Thursday, October 4, 2012

The Morning Call--for Romeny the key is follow through


The Market
           
    Technical

            The indices (DJIA 13494, S&P 1450) were up modestly yesterday, closing within their primary trends: (1) short term uptrends [13268-14038, 1423-1513] and (2) intermediate term uptrends [12476-17476, 1316-1916].  Additional resistance exists at 14190/1576 and support at 13302/1422.

            Volume was up slightly; breadth was mixed.  The VIX fell but remains in the zone between the upper boundary of its short term downtrend and the lower boundary of its intermediate term trading range.

            The net long position in S&P futures is at an all time high (short):

            GLD rose fractionally, finishing above the lower boundaries of its very short term and short term uptrends and the intermediate term trading range.

            Is gold in a bubble (9 minute video):

            Bottom line: the primary price trends remain up.  As a skeptic, the most positive thing that I can say is that stock prices have been moving sideways for the last two weeks.  Still that statement itself has a double edged implication in that they could be resting before another leg up or losing momentum in anticipation of rolling over.  Even though I have a dog in this hunt, I have no feel for the odds that prices are headed up or down---though I have to concede that the trend is up until it is not.

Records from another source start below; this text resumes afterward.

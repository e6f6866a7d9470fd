//! Throughput benchmarks for the atomic cell operations.

use criterion::{black_box, criterion_group, criterion_main, BenchmarkId, Criterion, Throughput};
use ortak::{AtomicShared, Shared};
use std::sync::atomic::Ordering;

fn bench_load(c: &mut Criterion) {
    let mut group = c.benchmark_group("load");
    let cell = AtomicShared::new(Shared::new(42u64));

    group.bench_function("single_thread", |b| {
        b.iter(|| {
            let seen = cell.load(Ordering::Acquire);
            black_box(&seen);
        });
    });

    group.finish();
}

fn bench_store(c: &mut Criterion) {
    let mut group = c.benchmark_group("store");
    let cell = AtomicShared::new(Shared::new(0u64));

    group.bench_function("fresh_handle", |b| {
        let mut i = 0u64;
        b.iter(|| {
            i += 1;
            cell.store(Shared::new(black_box(i)), Ordering::Release);
        });
    });

    group.finish();
}

fn bench_swap(c: &mut Criterion) {
    let mut group = c.benchmark_group("swap");
    let cell = AtomicShared::new(Shared::new(0u64));

    group.bench_function("recycled_handle", |b| {
        let mut local = Shared::new(1u64);
        b.iter(|| {
            local = cell.swap(local, Ordering::AcqRel);
            black_box(&local);
        });
    });

    group.finish();
}

fn bench_compare_exchange(c: &mut Criterion) {
    let mut group = c.benchmark_group("compare_exchange");
    let cell = AtomicShared::new(Shared::new(0u64));

    group.bench_function("uncontended_hit", |b| {
        b.iter(|| {
            let mut expected = cell.load(Ordering::Acquire);
            let desired = cell.load(Ordering::Acquire);
            let _ = black_box(cell.compare_exchange(
                &mut expected,
                desired,
                Ordering::AcqRel,
                Ordering::Acquire,
            ));
        });
    });

    group.finish();
}

fn bench_handle_clone(c: &mut Criterion) {
    let mut group = c.benchmark_group("handle_clone");

    for clones in [1usize, 8, 64].iter() {
        group.throughput(Throughput::Elements(*clones as u64));
        group.bench_with_input(BenchmarkId::from_parameter(clones), clones, |b, &n| {
            let s = Shared::new(7u64);
            b.iter(|| {
                for _ in 0..n {
                    black_box(s.clone());
                }
            });
        });
    }

    group.finish();
}

criterion_group!(
    benches,
    bench_load,
    bench_store,
    bench_swap,
    bench_compare_exchange,
    bench_handle_clone
);
criterion_main!(benches);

So I continue to grit my teeth, focus on our Sell Discipline and try to keep from wallowing in what I believe will be temporary misery.

            Market performance in October after a big up September (short):
            http://blog.stocktradersalmanac.com/post/Not-So-Big-September-Not-Such-A-Big-DJIA-DIA-Deal

    Fundamental
    
     Headlines

            Yesterday was a great day for US economic stats: weekly mortgage and purchase applications were both up solidly, the ADP private payroll survey showed a higher increase in employment than expected and the September ISM nonmanufacturing index joined the manufacturing reading coming in stronger than anticipated. 

This data along with prior readings this week are hopefully turning the tables on the lousy string of numbers from the prior two weeks.  Clearly, we have two more days but if this trends holds, I will count this week as a very good one for our forecast.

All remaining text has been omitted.